EXERCISE DIRECTIONS >> List each line of the data in which the string "find" appears.

[Start of Attachment]

use std::fs;
use std::path::Path;

use log::warn;
use serde::{Deserialize, Serialize};

use crate::config::TickerConfig;
use crate::error::{Context, Result};
use crate::markets::reconcile::{Quote, QuoteStatus};

/// The persisted unit: one timestamp plus one quote per configured ticker,
/// in ticker declaration order.
#[derive(Debug, Clone, PartialEq, Serialize, Deserialize)]
#[serde(rename_all = "camelCase")]
pub struct Snapshot {
    pub updated_at: i64,
    pub quotes: Vec<Quote>,
}

impl Snapshot {
    /// Snapshot with every ticker at its seed price, written on a first run
    /// that could not reach quorum so consumers always find a file.
    pub fn seeded(tickers: &[TickerConfig], now_ms: i64) -> Self {
        let quotes = tickers
            .iter()
            .map(|cfg| Quote {
                symbol: cfg.symbol.clone(),
                pretty: cfg.pretty.clone(),
                price: cfg.seed,
                change: None,
                change_percent: None,
                status: QuoteStatus::Unavailable,
                updated_at: now_ms,
            })
            .collect();

        Self {
            updated_at: now_ms,
            quotes,
        }
    }

    /// Usable fallback price for a symbol from this snapshot, if any.
    pub fn previous_price(&self, symbol: &str) -> Option<f64> {
        self.quotes
            .iter()
            .find(|quote| quote.symbol == symbol)
            .map(|quote| quote.price)
            .filter(|price| price.is_finite())
    }
}

/// Load the persisted snapshot. A missing, unreadable, or malformed file
/// all mean "no existing snapshot"; none of them is fatal.
pub fn read_existing(path: &Path) -> Option<Snapshot> {
    if !path.exists() {
        return None;
    }

    let contents = match fs::read_to_string(path) {
        Ok(contents) => contents,
        Err(err) => {
            warn!("could not read snapshot at {}: {err}", path.display());
            return None;
        }
    };

    match serde_json::from_str(&contents) {
        Ok(snapshot) => Some(snapshot),
        Err(err) => {
            warn!("ignoring malformed snapshot at {}: {err}", path.display());
            None
        }
    }
}

/// Replace the snapshot file in one step: serialize to a sibling temp file,
/// then rename it over the target.
pub fn write_snapshot(path: &Path, snapshot: &Snapshot) -> Result<()> {
    if let Some(parent) = path.parent() {
        if !parent.as_os_str().is_empty() {
            fs::create_dir_all(parent)
                .with_context(|| format!("failed to create snapshot directory {:?}", parent))?;
        }
    }

    let json = serde_json::to_string_pretty(snapshot).context("failed to serialize snapshot")?;

    let mut tmp_path = path.as_os_str().to_owned();
    tmp_path.push(".tmp");
    let tmp_path = Path::new(&tmp_path);

    fs::write(tmp_path, json)
        .with_context(|| format!("failed to write snapshot temp file {:?}", tmp_path))?;
    fs::rename(tmp_path, path)
        .with_context(|| format!("failed to move snapshot into place at {:?}", path))?;

    Ok(())
}

#[cfg(test)]
mod tests {
    use std::env;
    use std::path::PathBuf;
    use std::process;
    use std::sync::atomic::{AtomicUsize, Ordering};

    use super::*;
    use crate::config::MarketsConfig;

    static WORKSPACE_SEQ: AtomicUsize = AtomicUsize::new(0);

    fn temp_workspace(label: &str) -> PathBuf {
        let seq = WORKSPACE_SEQ.fetch_add(1, Ordering::SeqCst);
        let dir = env::temp_dir().join(format!(
            "sentiment-board-{label}-{}-{seq}",
            process::id()
        ));
        let _ = fs::remove_dir_all(&dir);
        fs::create_dir_all(&dir).expect("create temp workspace");
        dir
    }

    #[test]
    fn seeded_snapshot_keeps_ticker_order() {
        let config = MarketsConfig::builtin();
        let snapshot = Snapshot::seeded(&config.tickers, 7);

        assert_eq!(snapshot.quotes.len(), config.tickers.len());
        for (quote, cfg) in snapshot.quotes.iter().zip(&config.tickers) {
            assert_eq!(quote.symbol, cfg.symbol);
            assert_eq!(quote.price, cfg.seed);
            assert_eq!(quote.status, QuoteStatus::Unavailable);
            assert_eq!(quote.updated_at, 7);
        }
    }

    #[test]
    fn read_existing_returns_none_for_missing_file() {
        let dir = temp_workspace("missing");
        assert_eq!(read_existing(&dir.join("markets.json")), None);
    }

    #[test]
    fn read_existing_returns_none_for_malformed_json() {
        let dir = temp_workspace("malformed");
        let path = dir.join("markets.json");
        fs::write(&path, "{\"updatedAt\": 12, \"quotes\": [oops").expect("write fixture");

        assert_eq!(read_existing(&path), None);
    }

    #[test]
    fn write_snapshot_replaces_file_and_cleans_temp() {
        let dir = temp_workspace("write");
        let path = dir.join("nested").join("markets.json");
        let config = MarketsConfig::builtin();

        write_snapshot(&path, &Snapshot::seeded(&config.tickers, 1)).expect("first write");
        write_snapshot(&path, &Snapshot::seeded(&config.tickers, 2)).expect("second write");

        let reread = read_existing(&path).expect("snapshot reads back");
        assert_eq!(reread.updated_at, 2);
        assert!(
            !path.parent().unwrap().join("markets.json.tmp").exists(),
            "temp file should not survive a successful write"
        );
    }

    #[test]
    fn snapshot_serializes_wire_field_names() {
        let config = MarketsConfig::builtin();
        let value = serde_json::to_value(Snapshot::seeded(&config.tickers, 9))
            .expect("snapshot serializes");

        assert!(value.get("updatedAt").is_some());
        let first = &value["quotes"][0];
        assert_eq!(first["symbol"], "^NSEI");
        assert_eq!(first["pretty"], "NSE Nifty");
        assert_eq!(first["status"], "unavailable");
        assert!(first["change"].is_null());
        assert!(first["changePercent"].is_null());
    }

    #[test]
    fn previous_price_ignores_unknown_symbols() {
        let config = MarketsConfig::builtin();
        let snapshot = Snapshot::seeded(&config.tickers, 0);

        assert_eq!(snapshot.previous_price("GC=F"), Some(2000.0));
        assert_eq!(snapshot.previous_price("AAPL"), None);
    }
}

[End of Attachment]

SOLUTION BELOW >>
    /// that could not reach quorum so consumers always find a file.
            .find(|quote| quote.symbol == symbol)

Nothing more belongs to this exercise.